Após quatro anos em processo de formação e aprendizagem em sala de aula, a primeira turma do curso de Licenciatura Intercultural Indígena da Universidade do Estado do Pará (Uepa), composta por 72 índios das etnias Tembé, Gavião e Suruí Aikewara, outorgará grau em 19 de abril, data em que também se comemora o Dia do índio. A cerimônia se iniciará às 9h, no Hangar – Centro de Convenções e Feiras da Amazônia, localizado na avenida Doutor Freitas, s/n.

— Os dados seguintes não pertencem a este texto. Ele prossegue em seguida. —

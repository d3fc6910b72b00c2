use tracing_subscriber::EnvFilter;

/// Install the fmt subscriber. `RUST_LOG` wins over `default_level`.
pub fn init(default_level: &str) {
    let filter = EnvFilter::try_from_default_env()
        .unwrap_or_else(|_| EnvFilter::new(default_level));
    // A second init (tests, embedding) keeps the first subscriber.
    let _ = tracing_subscriber::fmt().with_env_filter(filter).try_init();
}
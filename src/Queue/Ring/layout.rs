use crossbeam_utils::CachePadded;
use std::sync::atomic::{AtomicU32, AtomicU64};

/// Identifies a region as an initialised event queue ("DAQ_RING").
pub const MAGIC_NUMBER: u64 = 0x4441_515F_5249_4E47;

/// Version of the memory layout below, including how the lock word is encoded.
pub const LAYOUT_VERSION: u32 = 2;

/// Alignment of the header and of the data band that follows it.
pub const BAND_ALIGN: usize = 128;

/// Control block at the very beginning of a queue's shared memory region.
///
/// The data band of `capacity` bytes starts at [`band_offset`]. Cursors are
/// monotonic byte counts; `tail - head` is the number of bytes in use and a
/// cursor maps into the band modulo `capacity`.
#[repr(C, align(128))]
pub struct QueueHeader {
    /// Written last by the creator with Release; attachers wait for it.
    pub magic: AtomicU64,

    pub version: u32,

    /// Reserved for per-queue options.
    pub flags: u32,

    /// Size of the data band in bytes.
    pub capacity: u64,

    /// Futex lock word guarding cursors and band contents: holder pid, top bit for waiters.
    pub lock: AtomicU32,

    /// Bumped after every successful enqueue; consumers wait on it.
    pub data_signal: AtomicU32,

    /// Bumped after every successful dequeue; producers wait on it.
    pub space_signal: AtomicU32,

    /// Number of threads currently parked on either signal.
    pub waiters: AtomicU32,

    /// Producer cursor: total bytes ever written.
    /// Padded to prevent false sharing with the consumer cursor.
    pub tail: CachePadded<AtomicU64>,

    /// Consumer cursor: total bytes ever released.
    pub head: CachePadded<AtomicU64>,

    /// Records currently held.
    pub records: AtomicU64,

    /// Lifetime totals, for statistics only.
    pub enqueued: AtomicU64,
    pub dequeued: AtomicU64,
}

/// Byte offset of the data band from the start of the region.
pub const fn band_offset() -> usize {
    (std::mem::size_of::<QueueHeader>() + BAND_ALIGN - 1) & !(BAND_ALIGN - 1)
}

/// Total region size for a band of `capacity` bytes.
pub const fn region_size(capacity: usize) -> usize {
    band_offset() + capacity
}
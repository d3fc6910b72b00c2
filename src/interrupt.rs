//! Ctrl+C handling for the forwarder binaries.
//!
//! The first interrupt exits at once while no queue operation can be in
//! flight. After [`Interrupt::defer`] it only raises a flag and shuts down the
//! watched sockets, so blocked reads return and loops stop between records. A
//! second interrupt always exits.

use std::net::{Shutdown, TcpStream};
use std::sync::atomic::{AtomicBool, AtomicU32, Ordering};
use std::sync::Arc;

use parking_lot::Mutex;
use tracing::warn;

/// Process exit status after an interrupt.
pub const EXIT_INTERRUPTED: u8 = 130;

#[derive(Default)]
struct Watched {
    deferred: bool,
    streams: Vec<TcpStream>,
}

#[derive(Default)]
pub struct Interrupt {
    requested: AtomicBool,
    presses: AtomicU32,
    watched: Mutex<Watched>,
}

impl Interrupt {
    pub fn new() -> Self {
        Self::default()
    }

    /// Register a process-wide Ctrl+C handler bound to a new `Interrupt`.
    pub fn install() -> Result<Arc<Self>, ctrlc::Error> {
        let interrupt = Arc::new(Self::new());
        let handler = Arc::clone(&interrupt);
        ctrlc::set_handler(move || handler.trigger())?;
        Ok(interrupt)
    }

    /// Stop flag for `run_until` loops.
    pub fn flag(&self) -> &AtomicBool {
        &self.requested
    }

    pub fn is_requested(&self) -> bool {
        self.requested.load(Ordering::Acquire)
    }

    /// From now on the first interrupt only raises the flag.
    pub fn defer(&self) {
        self.watched.lock().deferred = true;
    }

    /// Defer, and shut `stream` down when interrupted.
    pub fn watch(&self, stream: TcpStream) {
        let mut watched = self.watched.lock();
        watched.deferred = true;
        if self.is_requested() {
            let _ = stream.shutdown(Shutdown::Both);
        }
        watched.streams.push(stream);
    }

    /// Handle one interrupt. Exits the process unless the stop can be deferred.
    pub fn trigger(&self) {
        let first = self.presses.fetch_add(1, Ordering::AcqRel) == 0;
        let watched = self.watched.lock();
        if !first || !watched.deferred {
            warn!("interrupted, exiting");
            std::process::exit(i32::from(EXIT_INTERRUPTED));
        }

        warn!("interrupted, stopping after the current record (interrupt again to exit now)");
        self.requested.store(true, Ordering::Release);
        for stream in &watched.streams {
            let _ = stream.shutdown(Shutdown::Both);
        }
    }
}
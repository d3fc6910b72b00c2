// Layout conformance tests for the queue control block.
// Non-Rust producers map the same region, so offsets are part of the ABI.
use crossbeam_utils::CachePadded;
use daq_evtstream::Queue::Ring::layout::{band_offset, region_size, QueueHeader, BAND_ALIGN};
use memoffset::offset_of;
use std::mem::{align_of, size_of};
use std::sync::atomic::AtomicU64;

fn round_up(n: usize, align: usize) -> usize {
    (n + align - 1) & !(align - 1)
}

#[test]
fn test_queue_header_layout() {
    let pad = align_of::<CachePadded<AtomicU64>>();
    let padded = size_of::<CachePadded<AtomicU64>>();

    let off_magic = offset_of!(QueueHeader, magic);
    let off_version = offset_of!(QueueHeader, version);
    let off_flags = offset_of!(QueueHeader, flags);
    let off_capacity = offset_of!(QueueHeader, capacity);
    let off_lock = offset_of!(QueueHeader, lock);
    let off_data_signal = offset_of!(QueueHeader, data_signal);
    let off_space_signal = offset_of!(QueueHeader, space_signal);
    let off_waiters = offset_of!(QueueHeader, waiters);
    let off_tail = offset_of!(QueueHeader, tail);
    let off_head = offset_of!(QueueHeader, head);
    let off_records = offset_of!(QueueHeader, records);

    println!(
        "QueueHeader => size: {}, align: {}, offsets: [magic:{off_magic}, version:{off_version}, flags:{off_flags}, capacity:{off_capacity}, lock:{off_lock}, tail:{off_tail}, head:{off_head}, records:{off_records}]",
        size_of::<QueueHeader>(),
        align_of::<QueueHeader>()
    );

    assert_eq!(off_magic, 0);
    assert_eq!(off_version, 8);
    assert_eq!(off_flags, 12);
    assert_eq!(off_capacity, 16);
    assert_eq!(off_lock, 24);
    assert_eq!(off_data_signal, 28);
    assert_eq!(off_space_signal, 32);
    assert_eq!(off_waiters, 36);
    assert_eq!(off_tail, round_up(40, pad));
    assert_eq!(off_head, off_tail + padded);
    assert_eq!(off_records, off_head + padded);
    assert_eq!(align_of::<QueueHeader>(), BAND_ALIGN.max(pad));
}

#[test]
fn test_cursors_on_separate_cache_lines() {
    let off_tail = offset_of!(QueueHeader, tail);
    let off_head = offset_of!(QueueHeader, head);
    assert!(off_head - off_tail >= 64);
}

#[test]
fn test_band_offset() {
    assert_eq!(band_offset() % BAND_ALIGN, 0);
    assert!(band_offset() >= size_of::<QueueHeader>());
    assert_eq!(region_size(4096), band_offset() + 4096);
}
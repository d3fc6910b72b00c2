use std::io;
use std::net::SocketAddr;

use thiserror::Error;

/// Failures while parsing a length-prefixed event record.
#[derive(Error, Debug, Clone, PartialEq, Eq)]
pub enum FrameError {
    /// Fewer bytes are present than the header declares.
    #[error("truncated frame: need {needed} bytes, have {available}")]
    Truncated { needed: usize, available: usize },

    #[error("frame of {declared} bytes exceeds the {max} byte event limit")]
    TooLarge { declared: usize, max: usize },

    /// Declared length is smaller than the header itself.
    #[error("declared frame length {declared} is smaller than the header")]
    Undersized { declared: usize },

    /// A queue record carries bytes past the frame its header declares.
    #[error("record of {actual} bytes holds a {declared} byte frame plus trailing bytes")]
    TrailingBytes { declared: usize, actual: usize },
}

#[derive(Error, Debug)]
pub enum QueueError {
    #[error("failed to attach queue '{name}': {source}")]
    Attach {
        name: String,
        #[source]
        source: io::Error,
    },

    #[error("invalid queue name '{0}'")]
    NameInvalid(String),

    #[error("queue size {requested} is invalid (minimum {minimum} bytes)")]
    InvalidSize { requested: usize, minimum: usize },

    #[error("queue '{name}' exists with capacity {existing}, requested {requested}")]
    Incompatible {
        name: String,
        existing: usize,
        requested: usize,
    },

    /// The record can never fit, even into an empty queue.
    #[error("record of {len} bytes can never fit a queue of {capacity} bytes")]
    RecordTooLarge { len: usize, capacity: usize },
}

#[derive(Error, Debug)]
pub enum ChannelError {
    #[error("failed to connect to {addr}: {source}")]
    Connect {
        addr: String,
        #[source]
        source: io::Error,
    },

    #[error("failed to listen on port {port}: {source}")]
    Bind {
        port: u16,
        #[source]
        source: io::Error,
    },

    #[error("no peer accepted on this channel yet")]
    NotConnected,

    #[error("terminate already sent; channel accepts no further frames")]
    AlreadyTerminated,

    #[error("socket I/O failed: {0}")]
    Io(#[from] io::Error),

    #[error(transparent)]
    Frame(#[from] FrameError),
}

#[derive(Error, Debug, Clone, PartialEq, Eq)]
pub enum DecodeError {
    /// Carry-over would grow past the configured capacity.
    #[error("reassembly buffer full: {pending} bytes pending, capacity {capacity}")]
    BufferFull { pending: usize, capacity: usize },

    #[error("end-of-segment tag must not be empty")]
    EmptyEosTag,
}

/// Anything that stops a forwarder loop.
#[derive(Error, Debug)]
pub enum ForwardError {
    #[error(transparent)]
    Queue(#[from] QueueError),

    #[error(transparent)]
    Channel(#[from] ChannelError),

    #[error(transparent)]
    Frame(#[from] FrameError),

    #[error("source {peer} dropped: {error}")]
    Decode {
        peer: SocketAddr,
        #[source]
        error: DecodeError,
    },

    /// Collector settings that can never decode anything.
    #[error("invalid reassembly settings: {0}")]
    Settings(#[source] DecodeError),

    #[error("socket I/O failed: {0}")]
    Io(#[from] io::Error),
}
//! Length-prefixed event records.
//!
//! Wire layout: `[u32 LE total length][payload]`, where the total counts the
//! four header bytes too. A header word equal to [`MSG_TERMINATE`] is the end
//! of stream marker and carries no payload; it sits above [`MAXEVTSIZE`] so it
//! can never be mistaken for a length.

use crate::error::FrameError;

/// Upper bound on one encoded event, header included.
pub const MAXEVTSIZE: usize = 80_000_000;

/// Size of the length word in bytes.
pub const HEADER_SIZE: usize = 4;

/// Reserved header word marking "no more data will follow".
pub const MSG_TERMINATE: u32 = 0x7FFF_FFFE;

/// What a four-byte header announces.
#[derive(Debug, Clone, Copy, PartialEq, Eq)]
pub enum FrameHeader {
    /// A data record of `total_len` bytes, header included.
    Data { total_len: usize },
    Terminate,
}

impl FrameHeader {
    /// Interpret a raw header word against the given event size limit.
    pub fn parse(word: [u8; HEADER_SIZE], max_event_size: usize) -> Result<Self, FrameError> {
        let value = u32::from_le_bytes(word);
        if value == MSG_TERMINATE {
            return Ok(FrameHeader::Terminate);
        }
        let declared = value as usize;
        if declared > max_event_size {
            return Err(FrameError::TooLarge {
                declared,
                max: max_event_size,
            });
        }
        if declared < HEADER_SIZE {
            return Err(FrameError::Undersized { declared });
        }
        Ok(FrameHeader::Data {
            total_len: declared,
        })
    }
}

/// One discrete event record, or the terminate sentinel.
#[derive(Clone, PartialEq, Eq)]
pub struct FramedBuffer {
    payload: Vec<u8>,
    terminate: bool,
}

impl FramedBuffer {
    pub fn new(payload: impl Into<Vec<u8>>) -> Self {
        Self {
            payload: payload.into(),
            terminate: false,
        }
    }

    /// The end-of-stream sentinel.
    pub fn terminate() -> Self {
        Self {
            payload: Vec::new(),
            terminate: true,
        }
    }

    /// Parse one record from the front of `raw` using [`MAXEVTSIZE`].
    pub fn from_bytes(raw: &[u8]) -> Result<Self, FrameError> {
        Self::decode(raw, MAXEVTSIZE).map(|(frame, _)| frame)
    }

    /// Parse one record from the front of `raw`, returning it with the number
    /// of bytes it occupied. Bytes past the declared length are left alone.
    pub fn decode(raw: &[u8], max_event_size: usize) -> Result<(Self, usize), FrameError> {
        match inspect_record(raw, max_event_size)? {
            FrameHeader::Terminate => Ok((Self::terminate(), HEADER_SIZE)),
            FrameHeader::Data { total_len } => {
                Ok((Self::new(&raw[HEADER_SIZE..total_len]), total_len))
            }
        }
    }

    /// Header followed by payload, ready for a queue or a socket.
    pub fn to_bytes(&self) -> Vec<u8> {
        if self.terminate {
            return MSG_TERMINATE.to_le_bytes().to_vec();
        }
        encode_payload(&self.payload)
    }

    /// The header word this record is sent with.
    pub fn header_word(&self) -> u32 {
        if self.terminate {
            MSG_TERMINATE
        } else {
            self.encoded_len() as u32
        }
    }

    pub fn encoded_len(&self) -> usize {
        HEADER_SIZE + self.payload.len()
    }

    pub fn is_terminate(&self) -> bool {
        self.terminate
    }

    pub fn payload(&self) -> &[u8] {
        &self.payload
    }

    pub fn into_payload(self) -> Vec<u8> {
        self.payload
    }

    /// Reject records that would not pass [`FrameHeader::parse`] on the far side.
    pub fn check_size(&self, max_event_size: usize) -> Result<(), FrameError> {
        let declared = self.encoded_len();
        if !self.terminate && declared > max_event_size {
            return Err(FrameError::TooLarge {
                declared,
                max: max_event_size,
            });
        }
        Ok(())
    }
}

/// Encode `payload` as a data record without building a [`FramedBuffer`] first.
pub fn encode_payload(payload: &[u8]) -> Vec<u8> {
    let mut out = Vec::with_capacity(HEADER_SIZE + payload.len());
    out.extend_from_slice(&((HEADER_SIZE + payload.len()) as u32).to_le_bytes());
    out.extend_from_slice(payload);
    out
}

/// Validate an encoded record in place, without copying its payload.
pub fn inspect_record(raw: &[u8], max_event_size: usize) -> Result<FrameHeader, FrameError> {
    let word: [u8; HEADER_SIZE] = raw
        .get(..HEADER_SIZE)
        .and_then(|h| h.try_into().ok())
        .ok_or(FrameError::Truncated {
            needed: HEADER_SIZE,
            available: raw.len(),
        })?;
    let header = FrameHeader::parse(word, max_event_size)?;
    if let FrameHeader::Data { total_len } = header {
        if raw.len() < total_len {
            return Err(FrameError::Truncated {
                needed: total_len,
                available: raw.len(),
            });
        }
    }
    Ok(header)
}

/// True when an encoded record is the terminate sentinel.
pub fn is_terminate_record(raw: &[u8]) -> bool {
    raw.get(..HEADER_SIZE)
        .and_then(|h| <[u8; HEADER_SIZE]>::try_from(h).ok())
        .map(|word| u32::from_le_bytes(word) == MSG_TERMINATE)
        .unwrap_or(false)
}

impl std::fmt::Debug for FramedBuffer {
    fn fmt(&self, f: &mut std::fmt::Formatter<'_>) -> std::fmt::Result {
        crate::Debug::StructDebug::debug_framed_buffer(self, f)
    }
}
mod channel;
mod rb2sock;
mod sock2rb;

pub use channel::{EventSocketChannel, Role};
pub(crate) use channel::bind_listener;
pub use rb2sock::QueueToSocketForwarder;
pub use sock2rb::SocketToQueueForwarder;

/// Result of one forwarding step.
#[derive(Debug, Clone, Copy, PartialEq, Eq)]
pub enum PumpResult {
    /// A data record of this many bytes went through.
    Forwarded(usize),
    /// The terminate sentinel was observed; the pump loop must stop.
    Terminated,
    /// The peer closed without sending a terminate sentinel.
    Disconnected,
}

/// How a forwarder loop ended when it did not fail.
#[derive(Debug, Clone, Copy, PartialEq, Eq)]
pub enum ForwarderExit {
    Terminated,
    Disconnected,
    /// The caller's stop flag was raised.
    Interrupted,
}

/// Forwarder lifecycle.
#[derive(Debug, Clone, Copy, PartialEq, Eq)]
pub enum ForwarderState {
    Running,
    Stopped,
}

A tradicional solenidade de formatura será adaptada às tradições da cultura indígena. Cada povo entrará cantando as próprias músicas. Vestidos com a beca, os graduandos estarão com o corpo pintado e o cocar, adorno que caracteriza a personalidade do índio dentro da comunidade. O cocar será substituído pelo capelo no momento em que o reitor da Uepa, Juarez Quaresma, os chamar a outorga.
Os acadêmicos indígenas irão cantar o hino nacional nas línguas nativas Tupi e Jé. Eles encerrarão a cerimônia com danças. Desde 2012, a Uepa passou a ofertar o curso de Licenciatura Intercultural Indígena.

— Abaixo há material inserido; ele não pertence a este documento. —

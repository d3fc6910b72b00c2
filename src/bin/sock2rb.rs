use std::process::ExitCode;

use clap::Parser;
use daq_evtstream::{
    logging, EventSocketChannel, ForwarderExit, Interrupt, QueueBuilder, SocketToQueueForwarder,
    StreamConfig, EXIT_INTERRUPTED, MAXEVTSIZE,
};
use tracing::{debug, error, info, warn};

#[derive(Parser, Debug)]
#[command(name = "sock2rb")]
#[command(about = "Receive framed events over TCP into an event queue", long_about = None)]
struct Args {
    /// Name of the local event queue
    queue_name: String,
    local_port: u16,

    #[arg(long, default_value_t = 128 * 1024 * 1024, help = "Queue band size in bytes when creating")]
    queue_size: usize,
    #[arg(long, default_value_t = MAXEVTSIZE, help = "Largest frame accepted, header included")]
    max_event_size: usize,
    #[arg(long, default_value = "info", help = "Log level (error, warn, info, debug, trace)")]
    log_level: String,
}

fn main() -> ExitCode {
    let args = Args::parse();
    logging::init(&args.log_level);
    debug!(?args, "sock2rb configuration");

    // Until a sender is connected an interrupt exits at once.
    let interrupt = match Interrupt::install() {
        Ok(interrupt) => interrupt,
        Err(e) => {
            warn!(error = %e, "Ctrl+C handler not installed");
            std::sync::Arc::new(Interrupt::new())
        }
    };

    let config = StreamConfig::new()
        .with_queue_size(args.queue_size)
        .with_max_event_size(args.max_event_size);

    let queue = match QueueBuilder::from_config(args.queue_name.as_str(), &config).open() {
        Ok(queue) => queue,
        Err(e) => {
            error!(error = %e, "cannot open queue");
            return ExitCode::FAILURE;
        }
    };

    let channel =
        match EventSocketChannel::listen_receiver_with(("0.0.0.0", args.local_port), true, &config) {
            Ok(channel) => channel,
            Err(e) => {
                error!(error = %e, "cannot accept a sender");
                return ExitCode::FAILURE;
            }
        };

    match channel.try_clone_stream() {
        Ok(stream) => interrupt.watch(stream),
        Err(e) => {
            error!(error = %e, "cannot watch the connection");
            return ExitCode::FAILURE;
        }
    }

    let mut forwarder = SocketToQueueForwarder::new(channel, queue, &config);
    match forwarder.run_until(interrupt.flag()) {
        Ok(ForwarderExit::Terminated) => {
            info!(forwarded = forwarder.forwarded(), "sock2rb finished");
            ExitCode::SUCCESS
        }
        Ok(ForwarderExit::Disconnected) => {
            warn!(forwarded = forwarder.forwarded(), "sender left without terminate");
            ExitCode::SUCCESS
        }
        Ok(ForwarderExit::Interrupted) => {
            warn!(forwarded = forwarder.forwarded(), "sock2rb interrupted");
            ExitCode::from(EXIT_INTERRUPTED)
        }
        Err(e) => {
            error!(error = %e, forwarded = forwarder.forwarded(), "sock2rb failed");
            ExitCode::FAILURE
        }
    }
}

Atualmente a graduação é destinada às etnias Tembé, Gavião, Suruí Aikewara, no território étnico-educacional Tapajós Arapiuns, Wai-Wai e Kaiapó, vinculadas aos campi e municípios de São Miguel do Guamá, Marabá, Santarém, Oriximiná e São Félix do Xingu.
O curso conta com nove turmas e um total 257 alunos. A graduação forma professores em turmas unicamente compostas por indígenas, tanto no Pará, quanto em âmbito nacional. A Uepa é a única instituição do Estado a investir nessa formação. No início de 2014, o curso foi avaliado e reconhecido pelo Conselho Estadual de Educação do Pará (CEE).

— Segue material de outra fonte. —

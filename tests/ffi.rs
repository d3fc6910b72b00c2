// C ABI round trips, called from Rust the way a C producer/consumer would.

mod common;

use common::TestQueueName;
use daq_evtstream::ffi::*;
use std::ffi::CString;
use std::ptr;

#[test]
fn test_ffi_enqueue_dequeue() {
    let name = TestQueueName::new("ffi");
    let cname = CString::new(name.as_str()).unwrap();

    unsafe {
        let producer = daq_queue_open(cname.as_ptr(), 64);
        assert!(!producer.is_null());
        let consumer = daq_queue_open(cname.as_ptr(), 0);
        assert!(!consumer.is_null());

        let record = b"hello";
        assert_eq!(daq_queue_try_enqueue(producer, record.as_ptr(), record.len()), DAQ_SUCCESS);
        assert_eq!(
            daq_queue_try_enqueue(producer, [0u8; 61].as_ptr(), 61),
            DAQ_ERROR_TOO_LARGE
        );

        // Too small a buffer reports the size and keeps the record
        let mut buf = [0u8; 2];
        let mut len = buf.len();
        assert_eq!(
            daq_queue_try_dequeue(consumer, buf.as_mut_ptr(), &mut len),
            DAQ_ERROR_INVALID_ARG
        );
        assert_eq!(len, 5);

        let mut buf = [0u8; 16];
        let mut len = buf.len();
        assert_eq!(daq_queue_try_dequeue(consumer, buf.as_mut_ptr(), &mut len), DAQ_SUCCESS);
        assert_eq!(&buf[..len], b"hello");
        assert_eq!(
            daq_queue_try_dequeue(consumer, buf.as_mut_ptr(), &mut len),
            DAQ_ERROR_EMPTY
        );

        assert_eq!(daq_queue_close(consumer), DAQ_SUCCESS);
        assert_eq!(daq_queue_close(producer), DAQ_SUCCESS);
        assert_eq!(daq_queue_unlink(cname.as_ptr()), DAQ_SUCCESS);
    }
}

#[test]
fn test_ffi_would_block_and_null_checks() {
    let name = TestQueueName::new("ffi_full");
    let cname = CString::new(name.as_str()).unwrap();

    unsafe {
        assert!(daq_queue_open(ptr::null(), 64).is_null());
        assert_eq!(
            daq_queue_try_enqueue(ptr::null_mut(), ptr::null(), 0),
            DAQ_ERROR_NULL_POINTER
        );

        let handle = daq_queue_open(cname.as_ptr(), 64);
        assert!(!handle.is_null());
        assert_eq!(daq_queue_try_enqueue(handle, [1u8; 60].as_ptr(), 60), DAQ_SUCCESS);
        assert_eq!(
            daq_queue_try_enqueue(handle, ptr::null(), 0),
            DAQ_ERROR_WOULD_BLOCK
        );
        assert_eq!(daq_queue_close(handle), DAQ_SUCCESS);
        assert_eq!(daq_queue_close(ptr::null_mut()), DAQ_ERROR_NULL_POINTER);
    }
}

#[test]
fn test_ffi_close_reports_discarded_record() {
    let name = TestQueueName::new("ffi_close");
    let cname = CString::new(name.as_str()).unwrap();

    unsafe {
        let handle = daq_queue_open(cname.as_ptr(), 64);
        assert!(!handle.is_null());
        assert_eq!(daq_queue_try_enqueue(handle, b"held".as_ptr(), 4), DAQ_SUCCESS);

        let mut buf = [0u8; 1];
        let mut len = buf.len();
        assert_eq!(
            daq_queue_try_dequeue(handle, buf.as_mut_ptr(), &mut len),
            DAQ_ERROR_INVALID_ARG
        );
        assert_eq!(len, 4);

        // The record already left the queue; closing now loses it
        assert_eq!(daq_queue_close(handle), DAQ_ERROR_RECORD_DISCARDED);

        let other = daq_queue_open(cname.as_ptr(), 0);
        let mut buf = [0u8; 16];
        let mut len = buf.len();
        assert_eq!(daq_queue_try_dequeue(other, buf.as_mut_ptr(), &mut len), DAQ_ERROR_EMPTY);
        assert_eq!(daq_queue_close(other), DAQ_SUCCESS);
    }
}
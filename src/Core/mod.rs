pub mod SharedMemory;
pub mod futex;
pub mod region;

pub use SharedMemory::{
    attach_shared_memory, create_shared_memory, unlink_shared_memory, RawHandle,
    SharedMemoryBackend,
};
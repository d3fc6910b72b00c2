// Helpers shared by the integration tests.
#![allow(dead_code)]

use std::sync::atomic::{AtomicUsize, Ordering};

use daq_evtstream::EventQueue;

static COUNTER: AtomicUsize = AtomicUsize::new(0);

/// A queue name no other test (or test run) is using. Unlinked on drop.
pub struct TestQueueName(pub String);

impl TestQueueName {
    pub fn new(tag: &str) -> Self {
        let n = COUNTER.fetch_add(1, Ordering::Relaxed);
        let name = format!("daq_test_{}_{}_{}", tag, std::process::id(), n);
        let _ = EventQueue::unlink(&name);
        Self(name)
    }

    pub fn as_str(&self) -> &str {
        &self.0
    }
}

impl Drop for TestQueueName {
    fn drop(&mut self) {
        let _ = EventQueue::unlink(&self.0);
    }
}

Na avaliação considerou-se a infraestrutura, a qualificação e o perfil dos docentes, além dos componentes curriculares.
Segundo a coordenadora do Núcleo de Educação Indígena, Joelma Alencar, a Licenciatura atende as reivindicações dos índios de acesso à educação. “Em relação aos povos indígenas, além de consolidar essa luta e assumir as escolas, a Universidade possibilita o acesso ao conhecimento científico em conjunto com o conhecimento indígena e também estabelecendo um elo intercultural. Esse é o sentido. Quem ganha com isso é a própria cultura indígena que vai ter esse fortalecimento, uma vez que os indígenas assumem suas escolas, ensinam suas línguas. A língua é um patrimônio”, ressalta ela.